:: EXTRACTED INFORMATION ::
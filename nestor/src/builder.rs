use alloc::{collections::BTreeMap, sync::Arc};
use core::{iter, mem};
use tracing::{debug, error, info};

use crate::{
    any::{TypeKey, Upcast},
    container::Container,
    descriptor::Injectable,
    errors::BuildErrorKind,
    finalizer::{boxed_dispose, boxed_finalizer_factory, BoxedFinalizer, Dispose, Finalizer},
    injector::{Injector, ReflectionInjector},
    lifetime::Lifetime,
    registry::{Registration, Registry},
    resolver::Resolver,
    validator::DependencyValidator,
};

/// Collects registrations and builds a validated [`Container`], either a root or a child scope.
///
/// Registering an abstraction twice replaces the earlier registration.
pub struct Builder {
    registrations: BTreeMap<TypeKey, Registration>,
    finalizers: BTreeMap<TypeKey, BoxedFinalizer>,
    injector: Arc<dyn Injector>,
    parent: Option<Container>,
    built: bool,
}

impl Default for Builder {
    fn default() -> Self {
        Self::new()
    }
}

impl Builder {
    /// Builder of a root container using [`ReflectionInjector`].
    #[inline]
    #[must_use]
    pub fn new() -> Self {
        Self::with_injector(Arc::new(ReflectionInjector::new()))
    }

    /// Builder of a root container using `injector` for this container and all its scopes.
    #[inline]
    #[must_use]
    pub fn with_injector(injector: Arc<dyn Injector>) -> Self {
        Self {
            registrations: BTreeMap::new(),
            finalizers: BTreeMap::new(),
            injector,
            parent: None,
            built: false,
        }
    }

    #[inline]
    #[must_use]
    pub(crate) fn child_of(parent: Container) -> Self {
        let mut builder = Self::with_injector(Arc::clone(parent.injector()));
        builder.parent = Some(parent);
        builder
    }

    /// Binds the abstraction `TBase` to the implementation `TDerived`.
    #[inline]
    #[must_use]
    pub fn register<TBase, TDerived>(mut self, lifetime: Lifetime) -> Self
    where
        TBase: ?Sized + Send + Sync + 'static,
        TDerived: Injectable + Upcast<TBase> + Send + Sync,
    {
        self.injector.metadata().describe::<TDerived>();
        self.insert(TypeKey::of::<TBase>(), Registration::construct::<TBase, TDerived>(lifetime));
        self
    }

    /// Binds `T` to itself.
    #[inline]
    #[must_use]
    pub fn register_self<T>(self, lifetime: Lifetime) -> Self
    where
        T: Injectable + Send + Sync,
    {
        self.register::<T, T>(lifetime)
    }

    /// Supplies a pre-built singleton under its own type. It's never constructed or injected.
    #[inline]
    #[must_use]
    pub fn instance<T>(self, value: T) -> Self
    where
        T: Send + Sync + 'static,
    {
        self.instance_as::<T, T>(value)
    }

    /// Supplies a pre-built singleton under the abstraction `TBase`.
    #[inline]
    #[must_use]
    pub fn instance_as<TBase, TDerived>(mut self, value: TDerived) -> Self
    where
        TBase: ?Sized + Send + Sync + 'static,
        TDerived: Upcast<TBase> + Send + Sync + 'static,
    {
        self.insert(TypeKey::of::<TBase>(), Registration::instance::<TBase, TDerived>(value, None));
        self
    }

    /// Like [`Self::instance`], and [`Dispose::dispose`] is called when this container is disposed.
    #[inline]
    #[must_use]
    pub fn disposable_instance<T>(self, value: T) -> Self
    where
        T: Dispose,
    {
        self.disposable_instance_as::<T, T>(value)
    }

    /// Like [`Self::instance_as`], and [`Dispose::dispose`] is called when this container is disposed.
    #[inline]
    #[must_use]
    pub fn disposable_instance_as<TBase, TDerived>(mut self, value: TDerived) -> Self
    where
        TBase: ?Sized + Send + Sync + 'static,
        TDerived: Upcast<TBase> + Dispose,
    {
        self.insert(
            TypeKey::of::<TBase>(),
            Registration::instance::<TBase, TDerived>(value, Some(boxed_dispose::<TDerived>())),
        );
        self
    }

    /// Called with every object cached under `Dep` when the container caching it is disposed.
    #[inline]
    #[must_use]
    pub fn add_finalizer<Dep, Fin>(mut self, finalizer: Fin) -> Self
    where
        Dep: ?Sized + Send + Sync + 'static,
        Fin: Finalizer<Dep>,
    {
        self.finalizers
            .insert(TypeKey::of::<Dep>(), boxed_finalizer_factory(finalizer));
        self
    }

    fn insert(&mut self, type_key: TypeKey, registration: Registration) {
        if let Some(replaced) = self.registrations.insert(type_key, registration) {
            debug!(%type_key, replaced = %replaced.implementation(), "Registration replaced");
        }
    }

    /// Freezes the registrations, creates the container and validates it.
    ///
    /// The container is registered under [`Container`] and `dyn` [`Resolver`], so it can be injected.
    /// A child scope is attached to its parent only when the build succeeds.
    ///
    /// # Errors
    /// - [`BuildErrorKind::AlreadyBuilt`] on a second call.
    /// - [`BuildErrorKind::Disposed`] when the parent is disposed.
    /// - [`BuildErrorKind::MissingDependency`] listing every unresolvable dependency,
    ///   otherwise [`BuildErrorKind::CircularDependency`] listing every cycle.
    pub fn build(&mut self) -> Result<Container, BuildErrorKind> {
        if self.built {
            let err = BuildErrorKind::AlreadyBuilt;
            error!("{}", err);
            return Err(err);
        }
        self.built = true;

        if let Some(parent) = &self.parent {
            if parent.is_disposed() {
                let err = BuildErrorKind::Disposed;
                error!("{}", err);
                return Err(err);
            }
        }

        let mut registry = Registry {
            registrations: mem::take(&mut self.registrations),
            finalizers: mem::take(&mut self.finalizers),
        };
        registry
            .registrations
            .entry(TypeKey::of::<Container>())
            .or_insert_with(Registration::scope);
        registry
            .registrations
            .entry(TypeKey::of::<dyn Resolver>())
            .or_insert_with(Registration::resolver);

        let container = Container::new(registry, Arc::clone(&self.injector), self.parent.clone());

        let parents = iter::successors(container.parent(), |parent| parent.parent()).map(Container::registrations);
        let report = DependencyValidator::new(&container, self.injector.as_ref(), container.registrations())
            .with_parents(parents)
            .validate();
        if let Err(err) = report.into_result() {
            error!("{}", err);
            container.discard();
            return Err(err);
        }

        container.seed_instances();
        if let Some(parent) = &self.parent {
            parent.attach_child(&container);
        }

        info!(
            registrations = container.registrations().len(),
            depth = container.depth(),
            "Container built"
        );
        Ok(container)
    }
}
:::
■ PROMPT ■
In the listing, count the lines that contain the word "under", then give the number and nothing more.

■ FINISHED EXERCISE ■
4